(Dataset records)
══════════════════════════════

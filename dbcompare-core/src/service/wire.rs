//! JSON shapes exchanged with the comparison service.
//!
//! Outgoing payloads are typed structs serialized with `serde`. Incoming
//! table listings arrive in several shapes; they are normalized into
//! [`DiscoveryResponse`] once, here, so nothing downstream inspects raw JSON.

use crate::error::{DbCompareError, Result};
use crate::models::{ColumnMapping, ComparisonRequest, EndpointConfig, EndpointRole};
use serde::{Deserialize, Serialize};
use serde_json::{Map, Value};

/// Version tag carried by every submission document
pub const SUBMISSION_FORMAT_VERSION: &str = "1.0";

/// Separator used by services that answer with `"source -> target"` pairs
const PAIR_SEPARATOR: &str = "->";

/// One row returned by a catalog query, keyed by column name
pub type CatalogRow = Map<String, Value>;

/// Connection fields of one endpoint as the service expects them.
///
/// Not `Debug`: this struct holds the plain secret.
#[derive(Serialize)]
#[serde(rename_all = "camelCase")]
pub struct EndpointPayload<'a> {
    db_type: &'static str,
    host: &'a str,
    port: u16,
    schema: &'a str,
    username: &'a str,
    password: &'a str,
    #[serde(skip_serializing_if = "Option::is_none")]
    schema_filter: Option<String>,
}

impl<'a> EndpointPayload<'a> {
    pub fn new(config: &'a EndpointConfig) -> Self {
        Self {
            db_type: config.dialect.as_str(),
            host: config.host.trim(),
            port: config.resolved_port(),
            schema: config.database.trim(),
            username: config.credentials.username(),
            password: config.credentials.secret(),
            schema_filter: config.normalized_filter(),
        }
    }
}

/// Body of probe, listing and catalog-query requests
#[derive(Serialize)]
#[serde(rename_all = "camelCase")]
pub struct EndpointRequest<'a> {
    role: EndpointRole,
    row_limit: u32,
    #[serde(flatten)]
    endpoint: EndpointPayload<'a>,
    #[serde(skip_serializing_if = "Option::is_none")]
    query: Option<&'a str>,
}

impl<'a> EndpointRequest<'a> {
    pub fn new(role: EndpointRole, config: &'a EndpointConfig, row_limit: u32) -> Self {
        Self {
            role,
            row_limit,
            endpoint: EndpointPayload::new(config),
            query: None,
        }
    }

    pub fn with_query(mut self, query: &'a str) -> Self {
        self.query = Some(query);
        self
    }
}

/// Answer to a connectivity check: a bare flag or a status object
#[derive(Debug, Deserialize)]
#[serde(untagged)]
pub enum ProbeReply {
    Flag(bool),
    Status {
        #[serde(alias = "connected", alias = "ok")]
        success: bool,
        #[serde(default)]
        message: Option<String>,
    },
}

impl ProbeReply {
    pub fn is_affirmative(&self) -> bool {
        match self {
            ProbeReply::Flag(flag) => *flag,
            ProbeReply::Status { success, .. } => *success,
        }
    }
}

/// Rows of a catalog query: a bare array or wrapped in `rows`/`data`
#[derive(Debug, Deserialize)]
#[serde(untagged)]
pub enum CatalogReply {
    Rows(Vec<CatalogRow>),
    Wrapped {
        #[serde(alias = "data", alias = "results")]
        rows: Vec<CatalogRow>,
    },
}

impl CatalogReply {
    pub fn into_rows(self) -> Vec<CatalogRow> {
        match self {
            CatalogReply::Rows(rows) | CatalogReply::Wrapped { rows } => rows,
        }
    }
}

#[derive(Debug, Deserialize)]
#[serde(rename_all = "camelCase")]
struct PairDescriptor {
    #[serde(alias = "source")]
    source_table: String,
    #[serde(alias = "target")]
    target_table: String,
}

#[derive(Debug, Deserialize)]
struct TableDescriptor {
    #[serde(default, alias = "tableName", alias = "table_name", alias = "TABLE_NAME")]
    name: Option<String>,
}

#[derive(Debug, Deserialize)]
#[serde(untagged)]
enum RawEntry {
    Name(String),
    Pair(PairDescriptor),
    Table(TableDescriptor),
    Null,
}

impl RawEntry {
    /// Null entries and descriptors without a usable name
    fn is_blank(&self) -> bool {
        match self {
            RawEntry::Name(name) => name.trim().is_empty(),
            RawEntry::Pair(_) => false,
            RawEntry::Table(table) => table.name.as_deref().is_none_or(|n| n.trim().is_empty()),
            RawEntry::Null => true,
        }
    }

    fn as_pair(&self) -> Option<(String, String)> {
        match self {
            RawEntry::Name(name) => name
                .split_once(PAIR_SEPARATOR)
                .map(|(source, target)| (source.trim().to_string(), target.trim().to_string())),
            RawEntry::Pair(pair) => Some((pair.source_table.clone(), pair.target_table.clone())),
            RawEntry::Table(_) | RawEntry::Null => None,
        }
    }

    fn into_name(self) -> Option<String> {
        match self {
            RawEntry::Name(name) => Some(name),
            RawEntry::Pair(pair) => Some(pair.source_table),
            RawEntry::Table(table) => table.name,
            RawEntry::Null => None,
        }
    }
}

#[derive(Debug, Deserialize)]
#[serde(untagged)]
enum RawDiscovery {
    Entries(Vec<RawEntry>),
    Wrapped {
        #[serde(alias = "tableNames", alias = "data")]
        tables: Vec<RawEntry>,
    },
}

/// Table listing as returned by the service, classified once.
///
/// Some deployments answer with `"source -> target"` pairs, others with a
/// flat list of names or table descriptors. A listing is paired only when
/// every entry is a pair.
#[derive(Debug, Clone, PartialEq, Eq, Deserialize)]
#[serde(from = "RawDiscovery")]
pub enum DiscoveryResponse {
    PairedList(Vec<(String, String)>),
    FlatList(Vec<String>),
}

impl From<RawDiscovery> for DiscoveryResponse {
    fn from(raw: RawDiscovery) -> Self {
        let entries: Vec<RawEntry> = match raw {
            RawDiscovery::Entries(entries) | RawDiscovery::Wrapped { tables: entries } => entries,
        }
        .into_iter()
        .filter(|entry| !entry.is_blank())
        .collect();

        if !entries.is_empty() {
            let pairs: Option<Vec<_>> = entries.iter().map(RawEntry::as_pair).collect();
            if let Some(pairs) = pairs {
                return Self::PairedList(pairs);
            }
        }

        Self::FlatList(entries.into_iter().filter_map(RawEntry::into_name).collect())
    }
}

impl DiscoveryResponse {
    /// Names visible to `role`: the matching side of each pair, or the flat
    /// list unchanged.
    pub fn names_for(&self, role: EndpointRole) -> Vec<&str> {
        match self {
            Self::PairedList(pairs) => pairs
                .iter()
                .map(|(source, target)| match role {
                    EndpointRole::Source => source.as_str(),
                    EndpointRole::Target => target.as_str(),
                })
                .collect(),
            Self::FlatList(names) => names.iter().map(String::as_str).collect(),
        }
    }
}

#[derive(Serialize)]
#[serde(rename_all = "camelCase")]
struct MappingPayload<'a> {
    source_table: &'a str,
    target_table: &'a str,
    key_columns: Vec<&'a str>,
    column_mappings: &'a [ColumnMapping],
}

#[derive(Serialize)]
#[serde(rename_all = "camelCase")]
struct PolicyPayload<'a> {
    case_sensitive: bool,
    ignore_whitespace: bool,
    ignore_nulls: bool,
    string_similarity_threshold: f64,
    numeric_tolerance: f64,
    table_mappings: Vec<MappingPayload<'a>>,
}

#[derive(Serialize)]
#[serde(rename_all = "camelCase")]
struct SubmissionPayload<'a> {
    format_version: &'static str,
    request_id: String,
    assembled_at: String,
    source_config: EndpointPayload<'a>,
    target_config: EndpointPayload<'a>,
    comparison_config: PolicyPayload<'a>,
}

/// Builds the JSON document submitted to the comparison engine.
///
/// The document contains endpoint secrets and must never be logged.
///
/// # Errors
/// Returns `Serialization` if the request cannot be encoded.
pub fn submission_document(request: &ComparisonRequest) -> Result<Value> {
    let policy = request.policy();
    let payload = SubmissionPayload {
        format_version: SUBMISSION_FORMAT_VERSION,
        request_id: request.request_id().to_string(),
        assembled_at: request.assembled_at().to_rfc3339(),
        source_config: EndpointPayload::new(request.source()),
        target_config: EndpointPayload::new(request.target()),
        comparison_config: PolicyPayload {
            case_sensitive: policy.case_sensitive(),
            ignore_whitespace: policy.ignore_whitespace(),
            ignore_nulls: policy.ignore_nulls(),
            string_similarity_threshold: policy.similarity_threshold(),
            numeric_tolerance: policy.numeric_tolerance(),
            table_mappings: request
                .mappings()
                .iter()
                .map(|mapping| MappingPayload {
                    source_table: &mapping.source_table,
                    target_table: &mapping.target_table,
                    key_columns: mapping.key_columns(),
                    column_mappings: &mapping.column_mappings,
                })
                .collect(),
        },
    };

    serde_json::to_value(&payload)
        .map_err(|e| DbCompareError::serialization("failed to encode comparison request", e))
}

══════════════════════════════

EXERCISE DETAILS | Filter the entries above and copy only the lines that hold "static".

YOUR RESPONSE |
    db_type: &'static str,
    format_version: &'static str,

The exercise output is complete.